We spent another day in search of part of Lyon's party, who still remained on the north side of the river, and were said to be in Rogers' Cove, but they had taken alarm and disappeared. We succeeded, however, in dispersing Colonel Mead's guerrillas, after capturing several of their number, and gave them a more vigorous pursuit later.
We now took up the march for Huntsville, where, on our arrival, we turned over our prisoners and cannon to the proper authorities, and received their commendation for our success.

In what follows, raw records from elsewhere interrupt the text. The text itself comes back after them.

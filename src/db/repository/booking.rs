use std::str::FromStr;

use rusqlite::{params, Connection, OptionalExtension, Row};
use uuid::Uuid;

use super::{ts, ts_col, uuid_col};
use crate::db::DatabaseError;
use crate::models::*;

const BOOKING_SELECT: &str = "SELECT b.id, b.professional_id, b.client_id, b.service_id,
        b.booking_date, b.status, b.created_at,
        c.first_name, c.last_name, c.location, c.phone, c.id IS NOT NULL
     FROM bookings b
     LEFT JOIN profiles c ON c.id = b.client_id";

/// Raw row: the status column is parsed outside the rusqlite closure so an
/// unknown value surfaces as `DatabaseError::InvalidEnum`.
fn booking_from_row(row: &Row<'_>) -> rusqlite::Result<(Booking, String)> {
    let has_client: bool = row.get::<_, i32>(11)? != 0;
    let client = if has_client {
        Some(ClientSummary {
            first_name: row.get(7)?,
            last_name: row.get(8)?,
            location: row.get(9)?,
            phone: row.get(10)?,
        })
    } else {
        None
    };

    Ok((
        Booking {
            id: uuid_col(row, 0)?,
            professional_id: uuid_col(row, 1)?,
            client_id: uuid_col(row, 2)?,
            service_id: uuid_col(row, 3)?,
            booking_date: ts_col(row, 4)?,
            status: BookingStatus::Pending,
            created_at: ts_col(row, 6)?,
            client,
        },
        row.get::<_, String>(5)?,
    ))
}

fn with_status((mut booking, status): (Booking, String)) -> Result<Booking, DatabaseError> {
    booking.status = BookingStatus::from_str(&status)?;
    Ok(booking)
}

pub fn insert_booking(conn: &Connection, booking: &Booking) -> Result<(), DatabaseError> {
    conn.execute(
        "INSERT INTO bookings (id, professional_id, client_id, service_id, booking_date, status, created_at)
         VALUES (?1, ?2, ?3, ?4, ?5, ?6, ?7)",
        params![
            booking.id.to_string(),
            booking.professional_id.to_string(),
            booking.client_id.to_string(),
            booking.service_id.to_string(),
            ts(&booking.booking_date),
            booking.status.as_str(),
            ts(&booking.created_at),
        ],
    )?;
    Ok(())
}

pub fn get_booking(conn: &Connection, id: &Uuid) -> Result<Option<Booking>, DatabaseError> {
    let sql = format!("{BOOKING_SELECT} WHERE b.id = ?1");
    let raw = conn
        .query_row(&sql, params![id.to_string()], booking_from_row)
        .optional()?;
    raw.map(with_status).transpose()
}

/// Bookings on one side of the marketplace, latest booking date first.
pub fn list_bookings(conn: &Connection, scope: BookingScope) -> Result<Vec<Booking>, DatabaseError> {
    let (column, id) = match scope {
        BookingScope::Professional(id) => ("b.professional_id", id),
        BookingScope::Client(id) => ("b.client_id", id),
    };
    let sql = format!("{BOOKING_SELECT} WHERE {column} = ?1 ORDER BY b.booking_date DESC");

    let mut stmt = conn.prepare(&sql)?;
    let rows = stmt.query_map(params![id.to_string()], booking_from_row)?;

    let mut bookings = Vec::new();
    for row in rows {
        bookings.push(with_status(row?)?);
    }
    Ok(bookings)
}

pub fn update_booking_status(
    conn: &Connection,
    id: &Uuid,
    status: BookingStatus,
) -> Result<(), DatabaseError> {
    let changed = conn.execute(
        "UPDATE bookings SET status = ?2 WHERE id = ?1",
        params![id.to_string(), status.as_str()],
    )?;
    if changed == 0 {
        return Err(DatabaseError::NotFound {
            entity_type: "Booking".into(),
            id: id.to_string(),
        });
    }
    Ok(())
}
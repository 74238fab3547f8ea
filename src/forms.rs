//! Form validation. Each validator returns the cleaned payload or the
//! per-field messages shown under the inputs.

use std::collections::BTreeMap;
use std::sync::LazyLock;

use chrono::{DateTime, Utc};
use regex::Regex;
use serde::{Deserialize, Serialize};
use uuid::Uuid;

use crate::models::{NewService, Professional, ProfileUpdate};

pub const DEFAULT_SERVICE_DURATION: i32 = 60;
pub const MIN_PASSWORD_LEN: usize = 6;
pub const MIN_PHONE_LEN: usize = 10;

static EMAIL_PATTERN: LazyLock<Regex> =
    LazyLock::new(|| Regex::new(r"^[^\s@]+@[^\s@]+\.[^\s@]+$").unwrap());

/// Field name → first message for that field.
#[derive(Debug, Clone, Default, PartialEq, Serialize)]
#[serde(transparent)]
pub struct ValidationErrors {
    fields: BTreeMap<&'static str, String>,
}

impl ValidationErrors {
    pub fn new() -> Self {
        Self::default()
    }

    /// Record a message unless the field already has one.
    pub fn add(&mut self, field: &'static str, message: impl Into<String>) {
        self.fields.entry(field).or_insert_with(|| message.into());
    }

    pub fn get(&self, field: &str) -> Option<&str> {
        self.fields.get(field).map(String::as_str)
    }

    pub fn is_empty(&self) -> bool {
        self.fields.is_empty()
    }

    pub fn len(&self) -> usize {
        self.fields.len()
    }

    /// First message, used as a notice description.
    pub fn first_message(&self) -> Option<&str> {
        self.fields.values().next().map(String::as_str)
    }

    fn finish<T>(self, value: T) -> Result<T, ValidationErrors> {
        if self.is_empty() {
            Ok(value)
        } else {
            Err(self)
        }
    }
}

impl std::fmt::Display for ValidationErrors {
    fn fmt(&self, f: &mut std::fmt::Formatter<'_>) -> std::fmt::Result {
        let joined: Vec<String> = self
            .fields
            .iter()
            .map(|(field, msg)| format!("{field}: {msg}"))
            .collect();
        f.write_str(&joined.join("; "))
    }
}

impl std::error::Error for ValidationErrors {}

fn blank(value: &str) -> bool {
    value.trim().is_empty()
}

// ═══════════════════════════════════════════════════════════
// Service
// ═══════════════════════════════════════════════════════════

#[derive(Debug, Clone, Deserialize)]
pub struct ServiceForm {
    pub title: String,
    pub description: String,
    pub price: f64,
    /// Minutes; defaults to an hour.
    #[serde(default)]
    pub duration: Option<f64>,
}

pub fn validate_service(professional_id: Uuid, form: &ServiceForm) -> Result<NewService, ValidationErrors> {
    let mut errors = ValidationErrors::new();

    let title_len = form.title.chars().count();
    if title_len < 3 {
        errors.add("title", "Service title must be at least 3 characters.");
    } else if title_len > 100 {
        errors.add("title", "Service title must be at most 100 characters.");
    }

    let description_len = form.description.chars().count();
    if description_len < 10 {
        errors.add("description", "Description must be at least 10 characters.");
    } else if description_len > 500 {
        errors.add("description", "Description must be at most 500 characters.");
    }

    if !(form.price.is_finite() && form.price > 0.0) {
        errors.add("price", "Price must be a positive number.");
    }

    let duration = form.duration.unwrap_or(f64::from(DEFAULT_SERVICE_DURATION));
    if !(duration.is_finite() && duration > 0.0 && duration.fract() == 0.0 && duration <= f64::from(i32::MAX)) {
        errors.add("duration", "Duration must be a positive number in minutes.");
    }

    errors.finish(NewService {
        professional_id,
        title: form.title.clone(),
        description: form.description.clone(),
        price: form.price,
        duration: duration as i32,
    })
}

// ═══════════════════════════════════════════════════════════
// Booking
// ═══════════════════════════════════════════════════════════

#[derive(Debug, Clone, Deserialize)]
pub struct BookingForm {
    pub service_id: Uuid,
    #[serde(default)]
    pub booking_date: Option<DateTime<Utc>>,
    #[serde(default)]
    pub notes: Option<String>,
}

/// Returns the requested date when it is present and not in the past.
pub fn validate_booking(form: &BookingForm, now: DateTime<Utc>) -> Result<DateTime<Utc>, ValidationErrors> {
    let mut errors = ValidationErrors::new();
    match form.booking_date {
        None => errors.add("booking_date", "Please select a date and time"),
        Some(date) if date < now => errors.add("booking_date", "Booking date cannot be in the past"),
        Some(_) => {}
    }
    errors.finish(form.booking_date.unwrap_or(now))
}

// ═══════════════════════════════════════════════════════════
// Emergency SOS
// ═══════════════════════════════════════════════════════════

#[derive(Debug, Clone, Deserialize)]
pub struct EmergencyForm {
    #[serde(default)]
    pub location: String,
    #[serde(default)]
    pub description: String,
}

/// Location and description must be filled in, and the requester must have
/// a phone number on file so a professional can call back.
pub fn validate_emergency(form: &EmergencyForm, profile_phone: Option<&str>) -> Result<(), ValidationErrors> {
    let mut errors = ValidationErrors::new();
    if blank(&form.location) {
        errors.add("location", "Please provide your location and describe the emergency");
    }
    if blank(&form.description) {
        errors.add("description", "Please provide your location and describe the emergency");
    }
    if profile_phone.map_or(true, blank) {
        errors.add(
            "phone",
            "Please add a phone number to your profile so professionals can reach you",
        );
    }
    errors.finish(())
}

// ═══════════════════════════════════════════════════════════
// Professional profile
// ═══════════════════════════════════════════════════════════

/// Raw professional-profile form. Numeric fields arrive as text.
#[derive(Debug, Clone, Default, Deserialize)]
pub struct ProfessionalProfileForm {
    #[serde(default)]
    pub hourly_rate: String,
    #[serde(default)]
    pub years_experience: String,
    #[serde(default)]
    pub category: String,
    #[serde(default)]
    pub availability: String,
    #[serde(default)]
    pub bio: String,
    #[serde(default)]
    pub location: String,
    #[serde(default)]
    pub first_name: String,
    #[serde(default)]
    pub last_name: String,
    #[serde(default)]
    pub phone: String,
    #[serde(default)]
    pub specialties: Vec<String>,
    #[serde(default)]
    pub emergency_available: bool,
    #[serde(default)]
    pub daily_pay_available: bool,
}

/// Validated form split into its profile and professional halves.
#[derive(Debug, Clone)]
pub struct ProfessionalProfile {
    pub profile: ProfileUpdate,
    pub professional: Professional,
}

fn parse_number(raw: &str) -> Option<f64> {
    let trimmed = raw.trim();
    if trimmed.is_empty() {
        return Some(0.0);
    }
    trimmed.parse::<f64>().ok().filter(|v| v.is_finite())
}

pub fn validate_professional_profile(
    user_id: Uuid,
    form: &ProfessionalProfileForm,
    now: DateTime<Utc>,
) -> Result<ProfessionalProfile, ValidationErrors> {
    let mut errors = ValidationErrors::new();

    let rate = parse_number(&form.hourly_rate);
    match rate {
        None => errors.add("hourly_rate", "Hourly rate must be a number"),
        Some(r) if r <= 0.0 => errors.add("hourly_rate", "Hourly rate must be greater than 0"),
        Some(_) => {}
    }

    let years = if blank(&form.years_experience) {
        None
    } else {
        match parse_number(&form.years_experience) {
            Some(y) if y >= 0.0 && y <= f64::from(i32::MAX) => Some(y.trunc() as i32),
            _ => {
                errors.add("years_experience", "Years of experience must be a number");
                None
            }
        }
    };

    if blank(&form.category) {
        errors.add("category", "Please select a category");
    }
    if blank(&form.availability) {
        errors.add("availability", "Please specify your availability");
    }
    if form.bio.chars().count() < 10 {
        errors.add("bio", "Bio must be at least 10 characters");
    }
    if blank(&form.location) {
        errors.add("location", "Please enter your location");
    }
    if blank(&form.first_name) {
        errors.add("first_name", "Please enter your first name");
    }
    if blank(&form.last_name) {
        errors.add("last_name", "Please enter your last name");
    }
    if form.phone.chars().count() < MIN_PHONE_LEN {
        errors.add("phone", "Please enter a valid phone number");
    }

    let validated = ProfessionalProfile {
        profile: ProfileUpdate {
            first_name: Some(form.first_name.clone()),
            last_name: Some(form.last_name.clone()),
            phone: Some(form.phone.clone()),
            bio: Some(form.bio.clone()),
            location: Some(form.location.clone()),
            is_professional: Some(true),
            updated_at: now,
        },
        professional: Professional {
            id: user_id,
            category: form.category.clone(),
            hourly_rate: rate,
            years_experience: years,
            availability: Some(form.availability.clone()),
            verification_badge: false,
            specialties: normalize_specialties(&form.specialties),
            emergency_available: form.emergency_available,
            daily_pay_available: form.daily_pay_available,
        },
    };
    errors.finish(validated)
}

/// Add a specialty to the list. Returns false when it is blank or already present.
pub fn add_specialty(specialties: &mut Vec<String>, candidate: &str) -> bool {
    let trimmed = candidate.trim();
    if trimmed.is_empty() || specialties.iter().any(|s| s == trimmed) {
        return false;
    }
    specialties.push(trimmed.to_string());
    true
}

pub fn remove_specialty(specialties: &mut Vec<String>, specialty: &str) {
    specialties.retain(|s| s != specialty);
}

/// Trimmed, non-empty, first occurrence kept.
pub fn normalize_specialties(raw: &[String]) -> Vec<String> {
    let mut out = Vec::new();
    for s in raw {
        add_specialty(&mut out, s);
    }
    out
}

// ═══════════════════════════════════════════════════════════
// Auth
// ═══════════════════════════════════════════════════════════

pub fn validate_sign_up(
    email: &str,
    password: &str,
    first_name: &str,
    last_name: &str,
) -> Result<(), ValidationErrors> {
    let mut errors = ValidationErrors::new();
    if !EMAIL_PATTERN.is_match(email.trim()) {
        errors.add("email", "Please enter a valid email address");
    }
    if password.chars().count() < MIN_PASSWORD_LEN {
        errors.add("password", "Password must be at least 6 characters");
    }
    if blank(first_name) {
        errors.add("first_name", "Please enter your first name");
    }
    if blank(last_name) {
        errors.add("last_name", "Please enter your last name");
    }
    errors.finish(())
}

pub fn validate_sign_in(email: &str, password: &str) -> Result<(), ValidationErrors> {
    let mut errors = ValidationErrors::new();
    if !EMAIL_PATTERN.is_match(email.trim()) {
        errors.add("email", "Please enter a valid email address");
    }
    if password.is_empty() {
        errors.add("password", "Please enter your password");
    }
    errors.finish(())
}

The movement was splendidly managed by Colonel Palmer, and our victory saddened only by the loss of that hero, Arthur P. Lyon, and the escape of the General.

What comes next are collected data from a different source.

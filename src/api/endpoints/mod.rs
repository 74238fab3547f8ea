//! API endpoint handlers.
//!
//! Each module corresponds to a page or feature of the front-end.
//! Handlers reuse the marketplace operations and run backend calls on the
//! blocking pool.

pub mod assistant;
pub mod auth;
pub mod bookings;
pub mod categories;
pub mod emergency;
pub mod health;
pub mod me;
pub mod professionals;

Lyon's body was sent to his home, in New York State, under special escort of members of the Regiment; and in the cemetery in which he is buried there has been a monument erected to his memory.
There never lived a nobler son, a braver man or a better soldier than Arthur P. Lyon, Sergeant in charge of the advance guard of the Anderson Cavalry.

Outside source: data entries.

#[cfg(test)]
mod tests {
    use super::*;
    use std::sync::{Arc, Mutex};

    use axum::body::Body;
    use axum::extract::State;
    use axum::http::{Request, StatusCode};
    use axum::response::{IntoResponse, Response as AxumResponse};
    use axum::Router;

    #[derive(Debug, Clone)]
    struct Recorded {
        method: String,
        path: String,
        query: String,
        apikey: Option<String>,
        authorization: Option<String>,
        prefer: Option<String>,
        body: String,
    }

    type Log = Arc<Mutex<Vec<Recorded>>>;

    const PRO_ID: &str = "6f1c2f7a-2a55-4a1e-9a53-0c1f4d3c8b11";
    const USER_ID: &str = "0b6f7bde-7b8b-4d7e-a2a4-3fd1f1b0e003";

    fn header(req: &Request<Body>, name: &str) -> Option<String> {
        req.headers()
            .get(name)
            .and_then(|v| v.to_str().ok())
            .map(String::from)
    }

    async fn mock(State(log): State<Log>, req: Request<Body>) -> AxumResponse {
        let method = req.method().to_string();
        let path = req.uri().path().to_string();
        let query = req.uri().query().unwrap_or_default().to_string();
        let apikey = header(&req, "apikey");
        let authorization = header(&req, "authorization");
        let prefer = header(&req, "prefer");
        let bytes = axum::body::to_bytes(req.into_body(), 1 << 20).await.unwrap();
        let body = String::from_utf8_lossy(&bytes).to_string();

        log.lock().unwrap().push(Recorded {
            method: method.clone(),
            path: path.clone(),
            query: query.clone(),
            apikey,
            authorization,
            prefer,
            body: body.clone(),
        });

        match (method.as_str(), path.as_str()) {
            ("HEAD", "/rest/v1/professionals") => (
                StatusCode::OK,
                [("content-range", "0-24/134")],
                "",
            )
                .into_response(),
            ("GET", "/rest/v1/professionals") => (
                StatusCode::OK,
                [("content-type", "application/json")],
                format!(
                    r#"[{{"id":"{PRO_ID}","category":"plumbing","hourly_rate":75,
                    "years_experience":15,"availability":"Available now",
                    "verification_badge":true,"specialties":["Repairs"],
                    "emergency_available":null,"daily_pay_available":false,
                    "profile":{{"first_name":"Alex","last_name":"Rivera","avatar_url":null,
                    "location":"Denver, CO","bio":null,"phone":null}},
                    "avg_rating":[{{"rating":5}},{{"rating":4}}],"projects":[]}}]"#
                ),
            )
                .into_response(),
            ("POST", "/auth/v1/token") if query.contains("refresh_token") && body.contains("used") => (
                StatusCode::BAD_REQUEST,
                r#"{"error":"invalid_grant","error_description":"Invalid Refresh Token: Already Used"}"#,
            )
                .into_response(),
            ("POST", "/auth/v1/token") if body.contains("wrong") => (
                StatusCode::BAD_REQUEST,
                r#"{"error":"invalid_grant","error_description":"Invalid login credentials"}"#,
            )
                .into_response(),
            ("POST", "/auth/v1/token") => (
                StatusCode::OK,
                [("content-type", "application/json")],
                format!(
                    r#"{{"access_token":"user-jwt","token_type":"bearer","expires_in":3600,
                    "refresh_token":"r","user":{{"id":"{USER_ID}","email":"m@example.com"}}}}"#
                ),
            )
                .into_response(),
            ("POST", "/auth/v1/signup") => (
                StatusCode::OK,
                [("content-type", "application/json")],
                format!(r#"{{"id":"{USER_ID}","email":"new@example.com"}}"#),
            )
                .into_response(),
            ("PATCH", "/rest/v1/bookings") => (
                StatusCode::OK,
                [("content-type", "application/json")],
                format!(
                    r#"[{{"id":"0b6f7bde-7b8b-4d7e-a2a4-3fd1f1b0e001","professional_id":"{PRO_ID}",
                    "client_id":"{USER_ID}","service_id":"0b6f7bde-7b8b-4d7e-a2a4-3fd1f1b0e004",
                    "booking_date":"2026-11-02T15:00:00+00:00","status":"confirmed",
                    "created_at":"2026-10-01T09:30:00+00:00","client":null}}]"#
                ),
            )
                .into_response(),
            ("PATCH", "/rest/v1/professionals") => (
                StatusCode::OK,
                [("content-type", "application/json")],
                format!(
                    r#"[{{"id":"{PRO_ID}","category":"roofing","hourly_rate":80,
                    "years_experience":16,"availability":"Weekends",
                    "verification_badge":true,"specialties":["Repairs"],
                    "emergency_available":true,"daily_pay_available":false}}]"#
                ),
            )
                .into_response(),
            ("GET", "/rest/v1/services") => (
                StatusCode::UNAUTHORIZED,
                r#"{"message":"JWT expired"}"#,
            )
                .into_response(),
            _ => (StatusCode::NOT_FOUND, "").into_response(),
        }
    }

    /// Start the mock backend and run `f` against a client pointed at it.
    async fn with_backend<T, F>(f: F) -> (T, Vec<Recorded>)
    where
        F: FnOnce(RestBackend) -> T + Send + 'static,
        T: Send + 'static,
    {
        let log: Log = Arc::new(Mutex::new(Vec::new()));
        let app = Router::new().fallback(mock).with_state(log.clone());
        let listener = tokio::net::TcpListener::bind("127.0.0.1:0").await.unwrap();
        let addr = listener.local_addr().unwrap();
        let server = tokio::spawn(async move {
            axum::serve(listener, app).await.unwrap();
        });

        let url = format!("http://{addr}/");
        let result = tokio::task::spawn_blocking(move || {
            let backend = RestBackend::new(&url, "anon-key", Duration::from_secs(5)).unwrap();
            f(backend)
        })
        .await
        .unwrap();

        server.abort();
        let recorded = log.lock().unwrap().clone();
        (result, recorded)
    }

    #[test]
    fn content_range_total_is_parsed() {
        let mut headers = HeaderMap::new();
        headers.insert("content-range", HeaderValue::from_static("*/134"));
        assert_eq!(parse_content_range_total(&headers), Some(134));
        headers.insert("content-range", HeaderValue::from_static("0-9/*"));
        assert_eq!(parse_content_range_total(&headers), None);
        assert_eq!(parse_content_range_total(&HeaderMap::new()), None);
    }

    #[tokio::test(flavor = "multi_thread")]
    async fn listing_query_is_shaped_for_postgrest() {
        let (rows, log) = with_backend(|b| {
            b.list_professionals(&ProfessionalQuery::by_category("plumbing", 20, 40))
        })
        .await;

        let rows = rows.unwrap();
        assert_eq!(rows.len(), 1);
        assert_eq!(rows[0].ratings.len(), 2);
        assert!(!rows[0].professional.emergency_available);

        let req = &log[0];
        assert_eq!(req.method, "GET");
        assert_eq!(req.path, "/rest/v1/professionals");
        assert!(req.query.contains("category=eq.plumbing"));
        assert!(req.query.contains("order=years_experience.desc.nullsfirst"));
        assert!(req.query.contains("limit=20"));
        assert!(req.query.contains("offset=40"));
        assert!(req.query.contains("avg_rating%3Areviews%28rating%29"));
        assert_eq!(req.apikey.as_deref(), Some("anon-key"));
        assert_eq!(req.authorization.as_deref(), Some("Bearer anon-key"));
    }

    #[tokio::test(flavor = "multi_thread")]
    async fn count_reads_content_range() {
        let (count, log) = with_backend(|b| b.count_professionals()).await;
        assert_eq!(count.unwrap(), 134);
        assert_eq!(log[0].method, "HEAD");
        assert_eq!(log[0].prefer.as_deref(), Some("count=exact"));
    }

    #[tokio::test(flavor = "multi_thread")]
    async fn sign_in_maps_bad_request_to_invalid_credentials() {
        let (results, log) = with_backend(|b| {
            (
                b.sign_in("m@example.com", "password123"),
                b.sign_in("m@example.com", "wrong"),
            )
        })
        .await;

        let session = results.0.unwrap();
        assert_eq!(session.access_token, "user-jwt");
        assert_eq!(session.user.id.to_string(), USER_ID);
        assert!(matches!(results.1, Err(BackendError::InvalidCredentials)));
        assert_eq!(log[0].query, "grant_type=password");
    }

    #[tokio::test(flavor = "multi_thread")]
    async fn refresh_uses_refresh_grant_and_rejects_used_tokens() {
        let (results, log) = with_backend(|b| {
            (b.refresh_session("fresh-refresh"), b.refresh_session("used-refresh"))
        })
        .await;

        let session = results.0.unwrap();
        assert_eq!(session.access_token, "user-jwt");
        assert_eq!(session.refresh_token.as_deref(), Some("r"));
        assert_eq!(session.expires_in, Some(3600));
        assert!(matches!(results.1, Err(BackendError::Unauthorized)));

        assert_eq!(log[0].query, "grant_type=refresh_token");
        assert_eq!(log[0].authorization.as_deref(), Some("Bearer anon-key"));
        let body: serde_json::Value = serde_json::from_str(&log[0].body).unwrap();
        assert_eq!(body["refresh_token"], "fresh-refresh");
    }

    #[tokio::test(flavor = "multi_thread")]
    async fn professional_update_leaves_badge_out_of_patch() {
        let id: Uuid = PRO_ID.parse().unwrap();
        let mut edited = Professional::onboarding(id);
        edited.category = "roofing".into();
        edited.years_experience = Some(16);
        let (stored, log) = with_backend(move |b| b.upsert_professional("user-jwt", &edited)).await;

        assert!(stored.unwrap().verification_badge);
        assert_eq!(log[0].method, "GET");
        let patch = &log[1];
        assert_eq!(patch.method, "PATCH");
        assert_eq!(patch.path, "/rest/v1/professionals");
        assert!(patch.query.contains(&format!("id=eq.{PRO_ID}")));
        assert_eq!(patch.authorization.as_deref(), Some("Bearer user-jwt"));

        let body: serde_json::Value = serde_json::from_str(&patch.body).unwrap();
        assert_eq!(body["category"], "roofing");
        assert!(body.get("verification_badge").is_none());
        assert!(body.get("id").is_none());
    }

    #[tokio::test(flavor = "multi_thread")]
    async fn sign_up_without_session_returns_user_only() {
        let request = SignUpRequest {
            email: "new@example.com".into(),
            password: "secret1".into(),
            first_name: "New".into(),
            last_name: "User".into(),
            phone: None,
            is_professional: true,
        };
        let (outcome, log) = with_backend(move |b| b.sign_up(&request)).await;

        let outcome = outcome.unwrap();
        assert!(outcome.session.is_none());
        assert_eq!(outcome.user.email.as_deref(), Some("new@example.com"));

        let body: serde_json::Value = serde_json::from_str(&log[0].body).unwrap();
        assert_eq!(body["data"]["first_name"], "New");
        assert_eq!(body["data"]["is_professional"], true);
    }

    #[tokio::test(flavor = "multi_thread")]
    async fn status_update_patches_with_user_token() {
        let id: Uuid = "0b6f7bde-7b8b-4d7e-a2a4-3fd1f1b0e001".parse().unwrap();
        let (booking, log) = with_backend(move |b| {
            b.update_booking_status("user-jwt", &id, BookingStatus::Confirmed)
        })
        .await;

        assert_eq!(booking.unwrap().status, BookingStatus::Confirmed);
        let req = &log[0];
        assert_eq!(req.method, "PATCH");
        assert!(req.query.contains(&format!("id=eq.{id}")));
        assert_eq!(req.authorization.as_deref(), Some("Bearer user-jwt"));
        assert_eq!(req.prefer.as_deref(), Some("return=representation"));
        assert_eq!(req.body, r#"{"status":"confirmed"}"#);
    }

    #[tokio::test(flavor = "multi_thread")]
    async fn unauthorized_status_maps_to_unauthorized() {
        let id = Uuid::new_v4();
        let (result, _) = with_backend(move |b| b.list_services(&id)).await;
        assert!(matches!(result, Err(BackendError::Unauthorized)));
    }

    #[tokio::test(flavor = "multi_thread")]
    async fn unreachable_backend_is_connection_error() {
        let result = tokio::task::spawn_blocking(|| {
            let backend =
                RestBackend::new("http://127.0.0.1:9", "anon", Duration::from_secs(2)).unwrap();
            backend.count_professionals()
        })
        .await
        .unwrap();
        assert!(matches!(result, Err(BackendError::Connection(_))));
    }
}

SERGEANT LYON'S LAST RIDE.
CORP. S. A. ABBEY, PUEBLO, COL.
I N writing about incidents that occurred almost forty years ago, one is apt to make mistakes as to minor details, but the principal facts were such that they impressed themselves upon my mind so clearly that I can write of them with some certainty.
Arthur P. Lyon belonged to Company A, being a Sergeant. The object of this expedition was to attack the brigade of the rebel General Lyon, which had been raiding in Kentucky and had just effected a crossing of the Tennessee River. The advance guard was composed of twenty men selected by Arthur P. Lyon from the different companies, and were under his command. Sergeant Lyon was selected by Colonel Palmer for this hazardous duty because of his known bravery and daring. The Regiment at the time was encamped at Masten's plantation, from which we rode on a cold January evening in 1865. Huntsville was four miles away, and in passing through that place we halted there perhaps an hour. The Regiment followed the detail, which acted as an advance guard.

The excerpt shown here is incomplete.